╭──

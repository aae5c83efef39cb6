mod common;

use chrono::NaiveDate;
use common::{FakeBroker, FakeIndicators};
use forexbot::execution::{ExecutorSettings, TradeExecutor};
use forexbot::models::{AnalysisInterval, IndicatorReadings, Instrument, OrderState};
use forexbot::scheduler::Scheduler;
use forexbot::strategy::{AnalyzerSettings, MarketAnalyzer, SignalThresholds};
use std::sync::{Arc, Mutex};
use std::time::Duration;

fn analyzer(pairs: &[&str], indicators: Arc<FakeIndicators>) -> MarketAnalyzer {
    MarketAnalyzer::new(
        indicators,
        AnalyzerSettings {
            instruments: pairs.iter().map(|p| Instrument::new(p)).collect(),
            interval: AnalysisInterval::OneHour,
            thresholds: SignalThresholds::default(),
            delay: Duration::ZERO,
        },
    )
}

fn scheduler(
    pairs: &[&str],
    indicators: Arc<FakeIndicators>,
    broker: Arc<FakeBroker>,
    max_trades_per_day: u32,
) -> Scheduler {
    let executor = Arc::new(TradeExecutor::new(
        broker,
        ExecutorSettings {
            max_trades_per_day,
            ..ExecutorSettings::default()
        },
    ));
    Scheduler::new(analyzer(pairs, indicators), executor, Duration::from_secs(60))
}

#[tokio::test]
async fn test_cycle_analyzes_and_executes() {
    let no_close = IndicatorReadings {
        rsi: Some(10.0),
        ema_fast: Some(1.2),
        ema_slow: Some(1.0),
        close: None,
    };

    let indicators = Arc::new(
        FakeIndicators::default()
            // BUY, both indicators agree
            .with("EUR/USD", 15.0, 1.12, 1.10, 1.1105)
            // SELL, strength 0.4 after disagreement penalty: not actionable
            .with("GBP/USD", 75.0, 1.2701, 1.27, 1.2700)
            // neutral
            .with("USD/CHF", 50.0, 0.9, 0.9, 0.9)
            .with_readings("USD/CAD", no_close),
    );
    let broker = Arc::new(FakeBroker::default());
    let scheduler = scheduler(
        &["EUR/USD", "GBP/USD", "USD/CHF", "USD/CAD", "USD/JPY"],
        indicators.clone(),
        broker.clone(),
        5,
    );

    let report = scheduler.run_cycle().await;

    assert_eq!(report.reconciled_closed, 0);
    assert_eq!(report.signals, 2);
    assert_eq!(report.executed, vec!["EURUSD-1"]);
    assert_eq!(broker.placed_symbols(), vec!["EUR/USD"]);

    // Every instrument was attempted despite the failures
    assert_eq!(indicators.calls.lock().unwrap().len(), 5);
}

#[tokio::test]
async fn test_cycle_reconciles_before_analysis() {
    let indicators = Arc::new(FakeIndicators::default().with("EUR/USD", 15.0, 1.12, 1.10, 1.11));
    let broker = Arc::new(FakeBroker::default());
    let scheduler = scheduler(&["EUR/USD"], indicators, broker.clone(), 5);

    let first = scheduler.run_cycle().await;
    assert_eq!(first.executed, vec!["EURUSD-1"]);

    // Still open: the same instrument is not traded again
    let second = scheduler.run_cycle().await;
    assert!(second.executed.is_empty());

    broker.set_state("EURUSD-1", OrderState::Closed);
    let third = scheduler.run_cycle().await;
    assert_eq!(third.reconciled_closed, 1);
    assert_eq!(third.executed, vec!["EURUSD-2"]);
}

#[tokio::test]
async fn test_start_and_stop_are_idempotent() {
    let indicators = Arc::new(FakeIndicators::default().with("EUR/USD", 15.0, 1.12, 1.10, 1.11));
    let broker = Arc::new(FakeBroker::default());
    let scheduler = scheduler(&["EUR/USD"], indicators, broker.clone(), 5);

    assert!(!scheduler.stop().await);
    assert!(!scheduler.is_running());

    assert!(scheduler.start());
    assert!(!scheduler.start());
    assert!(scheduler.is_running());

    // The first cycle runs immediately
    let mut waited = Duration::ZERO;
    while broker.placed_symbols().is_empty() && waited < Duration::from_secs(2) {
        tokio::time::sleep(Duration::from_millis(10)).await;
        waited += Duration::from_millis(10);
    }
    assert_eq!(broker.placed_symbols(), vec!["EUR/USD"]);

    assert!(scheduler.stop().await);
    assert!(!scheduler.is_running());
    assert!(!scheduler.stop().await);

    // Restart after stop
    assert!(scheduler.start());
    assert!(scheduler.stop().await);
}

#[tokio::test]
async fn test_stop_interrupts_idle_wait_promptly() {
    let indicators = Arc::new(FakeIndicators::default());
    let broker = Arc::new(FakeBroker::default());
    let scheduler = scheduler(&["EUR/USD"], indicators, broker, 5);

    scheduler.start();
    tokio::time::sleep(Duration::from_millis(50)).await;

    let started = std::time::Instant::now();
    assert!(scheduler.stop().await);
    assert!(started.elapsed() < Duration::from_secs(1));
}

#[tokio::test]
async fn test_run_now_outside_schedule() {
    let indicators = Arc::new(FakeIndicators::default().with("USD/JPY", 80.0, 149.0, 150.0, 149.5));
    let broker = Arc::new(FakeBroker::default());
    let scheduler = scheduler(&["USD/JPY"], indicators, broker.clone(), 5);

    let report = scheduler.run_now().await.unwrap();

    assert_eq!(report.executed, vec!["USDJPY-1"]);
    let placed = broker.placed.lock().unwrap();
    // SELL at 149.5 with JPY pips: TP 20 pips below, SL 10 pips above
    assert!((placed[0].take_profit.unwrap() - 149.3).abs() < 1e-9);
    assert!((placed[0].stop_loss.unwrap() - 149.6).abs() < 1e-9);
}

#[tokio::test]
async fn test_interval_floor_is_one_minute() {
    let scheduler = Scheduler::new(
        analyzer(&[], Arc::new(FakeIndicators::default())),
        Arc::new(TradeExecutor::new(
            Arc::new(FakeBroker::default()),
            ExecutorSettings::default(),
        )),
        Duration::from_secs(5),
    );

    assert_eq!(scheduler.interval(), Duration::from_secs(60));
}

#[tokio::test]
async fn test_panicking_cycle_keeps_loop_alive() {
    let indicators = Arc::new(FakeIndicators::default().with("EUR/USD", 15.0, 1.12, 1.10, 1.11));
    let mut broker = FakeBroker::default();
    broker.panic_symbols.insert("EUR/USD".to_string());
    let broker = Arc::new(broker);
    let scheduler = scheduler(&["EUR/USD"], indicators.clone(), broker, 5);

    assert!(scheduler.start());

    let mut waited = Duration::ZERO;
    while indicators.calls.lock().unwrap().is_empty() && waited < Duration::from_secs(2) {
        tokio::time::sleep(Duration::from_millis(10)).await;
        waited += Duration::from_millis(10);
    }
    tokio::time::sleep(Duration::from_millis(200)).await;

    assert_eq!(indicators.calls.lock().unwrap().len(), 1);
    assert!(scheduler.is_running());

    // The executor lock was released by the unwinding cycle
    assert!(scheduler.executor().active_trades().await.is_empty());
    assert!(scheduler.stop().await);
}

#[tokio::test]
async fn test_day_rollover_lifts_daily_cap() {
    let day = Arc::new(Mutex::new(NaiveDate::from_ymd_opt(2024, 6, 3).unwrap()));
    let indicators = Arc::new(
        FakeIndicators::default()
            // BUY, strength 0.71
            .with("EUR/USD", 15.0, 1.12, 1.10, 1.11)
            // BUY, strength 0.59
            .with("GBP/USD", 22.0, 1.12, 1.10, 1.27),
    );
    let broker = Arc::new(FakeBroker::default());
    let scheduler = scheduler(&["EUR/USD", "GBP/USD"], indicators, broker.clone(), 1)
        .with_date_source({
            let day = day.clone();
            move || *day.lock().unwrap()
        });

    let first = scheduler.run_cycle().await;
    assert_eq!(first.executed, vec!["EURUSD-1"]);

    // Cap of one reached for the day
    let second = scheduler.run_cycle().await;
    assert_eq!(second.signals, 2);
    assert!(second.executed.is_empty());

    let monday = *day.lock().unwrap();
    let tuesday = monday.succ_opt().unwrap();
    *day.lock().unwrap() = tuesday;

    let third = scheduler.run_cycle().await;
    assert_eq!(third.executed, vec!["GBPUSD-2"]);
    assert_eq!(broker.placed_symbols(), vec!["EUR/USD", "GBP/USD"]);
    assert_eq!(scheduler.executor().trades_on(monday).await, 0);
    assert_eq!(scheduler.executor().trades_on(tuesday).await, 1);
}
use serde::{Deserialize, Serialize};

/// Pairs the bot knows provider symbols and pip sizes for
pub const SUPPORTED_PAIRS: &[(&str, &str)] = &[
    ("EUR/USD", "EURUSD"),
    ("GBP/USD", "GBPUSD"),
    ("USD/JPY", "USDJPY"),
    ("USD/CHF", "USDCHF"),
    ("USD/CAD", "USDCAD"),
    ("AUD/USD", "AUDUSD"),
    ("NZD/USD", "NZDUSD"),
    ("EUR/GBP", "EURGBP"),
    ("EUR/JPY", "EURJPY"),
    ("GBP/JPY", "GBPJPY"),
    ("USD/ZAR", "USDZAR"),
    ("USD/MXN", "USDMXN"),
];

const FOREX_EXCHANGE: &str = "FX_IDC";
const CRYPTO_EXCHANGE: &str = "BINANCE";

const STANDARD_PIP: f64 = 0.0001;
const JPY_PIP: f64 = 0.01;

#[derive(Debug, Clone, Copy, Serialize, Deserialize, PartialEq, Eq)]
#[serde(rename_all = "lowercase")]
pub enum MarketKind {
    Forex,
    Crypto,
}

/// A tradable pair, keyed by the identifier used in configuration
#[derive(Debug, Clone, Serialize, Deserialize, PartialEq, Eq)]
pub struct Instrument {
    /// Identifier as configured, e.g. "GBP/USD" or "ETHUSDT"
    pub id: String,
    pub kind: MarketKind,
    /// Symbol understood by the indicator provider, e.g. "GBPUSD"
    pub provider_symbol: String,
    pub exchange: String,
}

impl Instrument {
    /// Build an instrument from its configured identifier
    ///
    /// Identifiers with a slash are FX pairs; anything else is treated as a crypto pair.
    pub fn new(id: &str) -> Self {
        let id = id.trim().to_string();

        if id.contains('/') {
            let provider_symbol = SUPPORTED_PAIRS
                .iter()
                .find(|(pair, _)| *pair == id)
                .map(|(_, symbol)| symbol.to_string())
                .unwrap_or_else(|| id.replace('/', ""));

            Self {
                id,
                kind: MarketKind::Forex,
                provider_symbol,
                exchange: FOREX_EXCHANGE.to_string(),
            }
        } else {
            Self {
                provider_symbol: id.to_uppercase(),
                id,
                kind: MarketKind::Crypto,
                exchange: CRYPTO_EXCHANGE.to_string(),
            }
        }
    }

    /// Symbol sent to the broker's order endpoints
    pub fn broker_symbol(&self) -> &str {
        &self.id
    }

    /// TradingView ticker in `EXCHANGE:SYMBOL` form
    pub fn ticker(&self) -> String {
        format!("{}:{}", self.exchange, self.provider_symbol)
    }

    /// TradingView screener the ticker is listed in
    pub fn screener(&self) -> &'static str {
        match self.kind {
            MarketKind::Forex => "forex",
            MarketKind::Crypto => "crypto",
        }
    }

    /// Price units of one pip
    pub fn pip_size(&self) -> f64 {
        pip_size(&self.id)
    }

    pub fn is_supported_pair(&self) -> bool {
        SUPPORTED_PAIRS.iter().any(|(pair, _)| *pair == self.id)
    }
}

/// 0.01 for anything quoted against or in JPY, 0.0001 otherwise
pub fn pip_size(instrument: &str) -> f64 {
    if instrument.to_uppercase().contains("JPY") {
        JPY_PIP
    } else {
        STANDARD_PIP
    }
}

╰──

Take every line from the records that holds "started" and copy it down.

__Response to this task__:
    let started = std::time::Instant::now();
    assert!(started.elapsed() < Duration::from_secs(1));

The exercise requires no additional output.